**Problem statement**
Print nothing except the lines of the listing below from the line with "const SELECT_COLUMNS: &str" to the line with "UPDATE work_lines", each exactly as written, both ends included.

**Records for processing**
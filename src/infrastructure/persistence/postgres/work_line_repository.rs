use async_trait::async_trait;
use chrono::{DateTime, NaiveDate, Utc};
use rust_decimal::Decimal;
use sqlx::{FromRow, PgPool};
use uuid::Uuid;

use crate::domain::billing::{
  BillingError, Price, Quantity, WorkLine, ports::WorkLineRepository,
};

#[derive(Debug, FromRow)]
struct WorkLineRow {
  id: Uuid,
  customer_id: Uuid,
  item_id: Uuid,
  qty: Decimal,
  price: Decimal,
  notes: Option<String>,
  work_date: NaiveDate,
  invoiced: bool,
  invoice_id: Option<Uuid>,
  created_at: DateTime<Utc>,
}

impl TryFrom<WorkLineRow> for WorkLine {
  type Error = BillingError;

  fn try_from(row: WorkLineRow) -> Result<Self, Self::Error> {
    if row.invoiced != row.invoice_id.is_some() {
      return Err(BillingError::Repository(format!(
        "work line {} has invoiced = {} but invoice_id = {:?}",
        row.id, row.invoiced, row.invoice_id
      )));
    }

    Ok(WorkLine {
      id: row.id,
      customer_id: row.customer_id,
      item_id: row.item_id,
      quantity: Quantity::new(row.qty)?,
      price: Price::new(row.price)?,
      notes: row.notes,
      work_date: row.work_date,
      invoice_id: row.invoice_id,
      created_at: row.created_at,
    })
  }
}

const SELECT_COLUMNS: &str =
  "id, customer_id, item_id, qty, price, notes, work_date, invoiced, invoice_id, created_at";

pub struct PostgresWorkLineRepository {
  pool: PgPool,
}

impl PostgresWorkLineRepository {
  pub fn new(pool: PgPool) -> Self {
    Self { pool }
  }

  async fn fetch_ordered(
    &self,
    filter: &str,
    param: Option<Uuid>,
  ) -> Result<Vec<WorkLine>, BillingError> {
    let sql = format!(
      "SELECT {} FROM work_lines {} ORDER BY work_date ASC, created_at ASC",
      SELECT_COLUMNS, filter
    );
    let mut query = sqlx::query_as::<_, WorkLineRow>(&sql);
    if let Some(param) = param {
      query = query.bind(param);
    }

    let rows = query.fetch_all(&self.pool).await?;
    rows.into_iter().map(|r| r.try_into()).collect()
  }

  /// Explains why a guarded write touched no row.
  async fn rejection(&self, id: Uuid) -> BillingError {
    match self.find_by_id(id).await {
      Ok(Some(line)) => match line.ensure_unbilled() {
        Err(e) => e,
        Ok(()) => BillingError::Repository(format!("work line {} was not written", id)),
      },
      Ok(None) => BillingError::WorkLineNotFound(id),
      Err(e) => e,
    }
  }
}

#[async_trait]
impl WorkLineRepository for PostgresWorkLineRepository {
  async fn create(&self, line: WorkLine) -> Result<WorkLine, BillingError> {
    let row = sqlx::query_as::<_, WorkLineRow>(
      r#"
            INSERT INTO work_lines
                (id, customer_id, item_id, qty, price, notes, work_date, invoiced, invoice_id, created_at)
            VALUES ($1, $2, $3, $4, $5, $6, $7, $8, $9, $10)
            RETURNING id, customer_id, item_id, qty, price, notes, work_date, invoiced, invoice_id, created_at
            "#,
    )
    .bind(line.id)
    .bind(line.customer_id)
    .bind(line.item_id)
    .bind(line.quantity.value())
    .bind(line.price.value())
    .bind(&line.notes)
    .bind(line.work_date)
    .bind(line.is_invoiced())
    .bind(line.invoice_id)
    .bind(line.created_at)
    .fetch_one(&self.pool)
    .await?;

    row.try_into()
  }

  async fn update(&self, line: WorkLine) -> Result<WorkLine, BillingError> {
    // Claim state is owned by the ledger; only unbilled lines are editable
    let row = sqlx::query_as::<_, WorkLineRow>(
      r#"
            UPDATE work_lines
            SET qty = $2, price = $3, notes = $4, work_date = $5
            WHERE id = $1 AND invoiced = FALSE
            RETURNING id, customer_id, item_id, qty, price, notes, work_date, invoiced, invoice_id, created_at
            "#,
    )
    .bind(line.id)
    .bind(line.quantity.value())
    .bind(line.price.value())
    .bind(&line.notes)
    .bind(line.work_date)
    .fetch_optional(&self.pool)
    .await?;

    match row {
      Some(row) => row.try_into(),
      None => Err(self.rejection(line.id).await),
    }
  }

  async fn find_by_id(&self, id: Uuid) -> Result<Option<WorkLine>, BillingError> {
    let sql = format!("SELECT {} FROM work_lines WHERE id = $1", SELECT_COLUMNS);
    let row = sqlx::query_as::<_, WorkLineRow>(&sql)
      .bind(id)
      .fetch_optional(&self.pool)
      .await?;

    row.map(|r| r.try_into()).transpose()
  }

  async fn delete(&self, id: Uuid) -> Result<(), BillingError> {
    let result = sqlx::query("DELETE FROM work_lines WHERE id = $1 AND invoiced = FALSE")
      .bind(id)
      .execute(&self.pool)
      .await?;

    if result.rows_affected() == 0 {
      return Err(self.rejection(id).await);
    }
    Ok(())
  }

  async fn list(&self) -> Result<Vec<WorkLine>, BillingError> {
    self.fetch_ordered("", None).await
  }

  async fn list_by_invoice(&self, invoice_id: Uuid) -> Result<Vec<WorkLine>, BillingError> {
    self
      .fetch_ordered("WHERE invoice_id = $1", Some(invoice_id))
      .await
  }

  async fn list_unbilled_by_customer(
    &self,
    customer_id: Uuid,
  ) -> Result<Vec<WorkLine>, BillingError> {
    self
      .fetch_ordered(
        "WHERE customer_id = $1 AND invoiced = FALSE",
        Some(customer_id),
      )
      .await
  }
}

**Task solution**
const SELECT_COLUMNS: &str =
  "id, customer_id, item_id, qty, price, notes, work_date, invoiced, invoice_id, created_at";

pub struct PostgresWorkLineRepository {
  pool: PgPool,
}

impl PostgresWorkLineRepository {
  pub fn new(pool: PgPool) -> Self {
    Self { pool }
  }

  async fn fetch_ordered(
    &self,
    filter: &str,
    param: Option<Uuid>,
  ) -> Result<Vec<WorkLine>, BillingError> {
    let sql = format!(
      "SELECT {} FROM work_lines {} ORDER BY work_date ASC, created_at ASC",
      SELECT_COLUMNS, filter
    );
    let mut query = sqlx::query_as::<_, WorkLineRow>(&sql);
    if let Some(param) = param {
      query = query.bind(param);
    }

    let rows = query.fetch_all(&self.pool).await?;
    rows.into_iter().map(|r| r.try_into()).collect()
  }

  /// Explains why a guarded write touched no row.
  async fn rejection(&self, id: Uuid) -> BillingError {
    match self.find_by_id(id).await {
      Ok(Some(line)) => match line.ensure_unbilled() {
        Err(e) => e,
        Ok(()) => BillingError::Repository(format!("work line {} was not written", id)),
      },
      Ok(None) => BillingError::WorkLineNotFound(id),
      Err(e) => e,
    }
  }
}

#[async_trait]
impl WorkLineRepository for PostgresWorkLineRepository {
  async fn create(&self, line: WorkLine) -> Result<WorkLine, BillingError> {
    let row = sqlx::query_as::<_, WorkLineRow>(
      r#"
            INSERT INTO work_lines
                (id, customer_id, item_id, qty, price, notes, work_date, invoiced, invoice_id, created_at)
            VALUES ($1, $2, $3, $4, $5, $6, $7, $8, $9, $10)
            RETURNING id, customer_id, item_id, qty, price, notes, work_date, invoiced, invoice_id, created_at
            "#,
    )
    .bind(line.id)
    .bind(line.customer_id)
    .bind(line.item_id)
    .bind(line.quantity.value())
    .bind(line.price.value())
    .bind(&line.notes)
    .bind(line.work_date)
    .bind(line.is_invoiced())
    .bind(line.invoice_id)
    .bind(line.created_at)
    .fetch_one(&self.pool)
    .await?;

    row.try_into()
  }

  async fn update(&self, line: WorkLine) -> Result<WorkLine, BillingError> {
    // Claim state is owned by the ledger; only unbilled lines are editable
    let row = sqlx::query_as::<_, WorkLineRow>(
      r#"
            UPDATE work_lines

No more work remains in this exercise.